Janvier 2023, par infosecusanté

Mediapart : « Coincée » dans la précarité, une docteure dénonce le sort injuste des médecins étrangers

La régularisation des médecins aux diplômes extra-européens a été, une fois encore, repoussée. En plus de les maintenir dans la précarité, l’administration les renvoie souvent vers de longs parcours de consolidation de leurs compétences. Au CHU de Grenoble, des médecins s’indignent du traitement réservé à l’une de leurs collègues.

Caroline Coq-Chodorge

11 janvier 2023

Leila A. veut bien parler de sa situation, mais sans trop s’exposer, pour ne pas indisposer ceux qui ont son avenir professionnel entre leurs mains. Si elle accepte de se confier, c’est surtout pour « les autres » Padhue, les praticiens à diplômes hors Union européenne. C’est aussi pour son chef, le professeur Jean-François Payen, qui dirige le pôle d’anesthésie-réanimation au CHU de Grenoble (Isère), révolté devant « l’arbitraire ».

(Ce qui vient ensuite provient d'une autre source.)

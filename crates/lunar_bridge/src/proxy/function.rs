//! Callable proxy for lua functions

use crate::error::BridgeError;
use crate::marshal;
use crate::reference::PersistentRef;
use crate::value::HostValue;
use mlua::{Function, MultiValue, Value};
use std::fmt;
use std::rc::Rc;

/// A lua function held by the host.
#[derive(Clone)]
pub struct LuaFunction {
    reference: Rc<PersistentRef>,
}

impl LuaFunction {
    pub(crate) fn new(reference: Rc<PersistentRef>) -> Self {
        Self { reference }
    }

    pub(crate) fn reference(&self) -> &PersistentRef {
        &self.reference
    }

    /// Call the function in protected mode.
    ///
    /// All arguments are marshaled before lua sees any of them; an unsupported
    /// argument fails the call without running guest code. Missing arguments
    /// read as `nil` inside lua and surplus ones are ignored by the callee.
    /// Every returned value comes back in order, possibly none.
    pub fn invoke<I>(&self, args: I) -> Result<Vec<HostValue>, BridgeError>
    where
        I: IntoIterator<Item = HostValue>,
    {
        let session = self.reference.session()?;
        let args: Vec<HostValue> = args.into_iter().collect();
        let args = marshal::to_guest_multi(&session, &args)?;
        let function: Function = self.reference.push(&session)?;

        let scope = session.enter()?;
        session.record_guest_call();
        let results = function
            .call::<MultiValue>(args)
            .map_err(|err| session.classify(err.into()))?;
        let results = marshal::to_host_multi(&session, results)?;
        scope.finish()?;
        Ok(results)
    }

    /// Invoke and keep only the first result, `Nil` when there is none.
    pub fn invoke1<I>(&self, args: I) -> Result<HostValue, BridgeError>
    where
        I: IntoIterator<Item = HostValue>,
    {
        Ok(self.invoke(args)?.into_iter().next().unwrap_or(HostValue::Nil))
    }

    /// Whether the owning session is still alive.
    pub fn session_alive(&self) -> bool {
        self.reference.is_attached()
    }

    /// Guest identity: both proxies refer to the same lua function.
    pub fn same_as(&self, other: &LuaFunction) -> bool {
        same_guest_value(&self.reference, &other.reference)
    }
}

impl fmt::Debug for LuaFunction {
    fn fmt(&self, f: &mut fmt::Formatter<'_>) -> fmt::Result {
        f.debug_tuple("LuaFunction").field(&self.reference).finish()
    }
}

pub(crate) fn same_guest_value(a: &Rc<PersistentRef>, b: &Rc<PersistentRef>) -> bool {
    if Rc::ptr_eq(a, b) {
        return true;
    }
    let Ok(session) = a.session() else {
        return false;
    };
    match (a.push::<Value>(&session), b.push::<Value>(&session)) {
        (Ok(x), Ok(y)) => x.to_pointer() == y.to_pointer(),
        _ => false,
    }
}

#[cfg(test)]
mod tests {
    use crate::{BridgeError, HostFunction, HostValue, MarshalError, Session};
    use std::cell::Cell;
    use std::rc::Rc;

    fn session() -> Session {
        let session = Session::new().unwrap();
        session.open_libraries().unwrap();
        session
    }

    #[test]
    fn pair_pads_and_ignores_extra_arguments() {
        let session = session();
        session.eval("function pair(x, y) return x, y end").unwrap();
        let pair = session.get_global("pair").unwrap();
        let pair = pair.as_function().unwrap();

        assert_eq!(pair.invoke([5.into()]).unwrap(), vec![HostValue::Int(5), HostValue::Nil]);
        assert_eq!(
            pair.invoke([5.into(), 6.into()]).unwrap(),
            vec![HostValue::Int(5), HostValue::Int(6)]
        );
        assert_eq!(
            pair.invoke([5.into(), 6.into(), 8.into()]).unwrap(),
            vec![HostValue::Int(5), HostValue::Int(6)]
        );
    }

    #[test]
    fn zero_results_is_empty() {
        let session = session();
        let noop = session.eval("return function() end").unwrap().remove(0);
        assert!(noop.as_function().unwrap().invoke([]).unwrap().is_empty());
        assert!(noop.as_function().unwrap().invoke1([]).unwrap().is_nil());
    }

    #[test]
    fn guest_errors_are_reported_not_raised() {
        let session = session();
        let fail = session
            .eval("return function(msg) error('failed: ' .. msg) end")
            .unwrap()
            .remove(0);
        let err = fail.as_function().unwrap().invoke(["disk".into()]).unwrap_err();
        match err {
            BridgeError::Guest { message, .. } => assert!(message.contains("failed: disk")),
            other => panic!("unexpected error: {other:?}"),
        }
        // The session stays usable after a guest failure.
        assert_eq!(session.eval("return 1 + 1").unwrap(), vec![HostValue::Int(2)]);
    }

    #[test]
    fn unsupported_argument_fails_before_guest_runs() {
        let session = session();
        session.eval("calls = 0").unwrap();
        let counted = session
            .eval("return function(...) calls = calls + 1 end")
            .unwrap()
            .remove(0);

        let err = counted
            .as_function()
            .unwrap()
            .invoke([1.into(), HostValue::opaque(vec![1u8, 2, 3])])
            .unwrap_err();
        assert!(matches!(err, BridgeError::Marshal(MarshalError::UnsupportedHostType { .. })));
        assert_eq!(session.get_global("calls").unwrap(), HostValue::Int(0));
    }

    #[test]
    fn reentrant_calls_keep_depth_balanced() {
        let session = session();
        let calls = Rc::new(Cell::new(0));
        let counter = calls.clone();
        session
            .register_function("apply", move |args| {
                counter.set(counter.get() + 1);
                let callback = args[0].as_function().cloned().ok_or_else(|| anyhow::anyhow!("expected function"))?;
                Ok(callback.invoke(args.into_iter().skip(1))?)
            })
            .unwrap();

        session
            .eval(
                r#"
                function countdown(n)
                    if n == 0 then return 'done' end
                    return apply(countdown, n - 1)
                end
                "#,
            )
            .unwrap();
        let countdown = session.get_global("countdown").unwrap();
        let result = countdown.as_function().unwrap().invoke([10.into()]).unwrap();

        assert_eq!(result, vec![HostValue::from("done")]);
        assert_eq!(calls.get(), 10);
        assert_eq!(session.stats().call_depth, 0);
    }

    #[test]
    fn runaway_recursion_hits_depth_limit() {
        let session = Session::with_config(crate::SessionConfig {
            max_call_depth: 8,
            ..Default::default()
        })
        .unwrap();
        let bounce = HostFunction::new("bounce", |args| {
            let callback = args[0].as_function().cloned().ok_or_else(|| anyhow::anyhow!("expected function"))?;
            Ok(callback.invoke([HostValue::Function(callback.clone())])?)
        });
        session.set_global("bounce", bounce.into()).unwrap();

        let looping = session
            .eval("return function(self) return bounce(self) end")
            .unwrap()
            .remove(0);
        let err = looping
            .as_function()
            .unwrap()
            .invoke([looping.clone()])
            .unwrap_err();
        assert!(err.to_string().contains("call depth limit of 8"), "{err}");
        assert_eq!(session.stats().call_depth, 0);
    }

    #[test]
    fn identity_survives_separate_acquisition() {
        let session = session();
        session.eval("function f() end").unwrap();
        let a = session.get_global("f").unwrap();
        let b = session.get_global("f").unwrap();
        assert_eq!(a, b);
        assert_eq!(session.stats().live_references, 2);
    }
}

Anesthésiste-réanimatrice, la docteure A. est diplômée de l’institut de médecine d’État du Bélarus. En 2009, elle a émigré en France, où elle a obtenu le statut de réfugiée politique. Son parcours d’insertion professionnelle a été long, difficile, déterminé. Dans l’attente de l’asile politique, elle a d’abord exercé « divers métiers, surtout dans l’agriculture ». Puis elle a fait son chemin à l’hôpital public, tout d’abord « comme infirmière, après trois mois de formation ».

Le long parcours d’une Padhue en France

Elle apprend alors qu’elle peut exercer la médecine avec son diplôme bélarusse : « J’ai envoyé mon CV dans toute la France et j’ai été embauchée en 2013 comme praticienne attachée associée en anesthésie-réanimation à Melun [Seine-et-Marne – ndlr]. J’étais alors payée comme une interne, moins de 2 000 euros, moins qu’une infirmière. » Elle prend ensuite d’autres postes à Châteauroux (Indre), Guingamp (Côtes-d’Armor), Saint-Brieuc (Côtes-d’Armor). Forte de ces expériences, elle décroche en 2018 un poste d’anesthésiste-réanimatrice dans le service de gynécologie du CHU de Grenoble, où elle exerce encore aujourd’hui.

De par cette expérience et des recommandations de ses supérieur·es, elle a demandé son autorisation d’exercice en 2020. Au niveau régional, son dossier ne soulève aucune question : « Huit ans d’expérience, recommandations favorables et sans réserve reflétant un praticien de qualité et de grande valeur, proposition de poste en CHU », constate la commission.

C’est au niveau national, devant le Centre national de gestion (CNG), l’établissement public qui gère les carrières des praticiens hospitaliers, que le dossier de Leila A. se fracasse : « J’ai décidé de ne pas vous accorder l’autorisation d’exercice que vous sollicitez au motif que votre formation théorique et pratique est insuffisante et votre audition a révélé que des progrès demeurent nécessaires en termes de maîtrise de la langue française », lui écrit le 11 février 2022 Philippe Touzy, le chef du département « concours, autorisation d’exercice, développement professionnel » du CNG.

Cette décision a été prise après « dix minutes d’entretien, en visioconférence, en plein confinement », explique Leila A.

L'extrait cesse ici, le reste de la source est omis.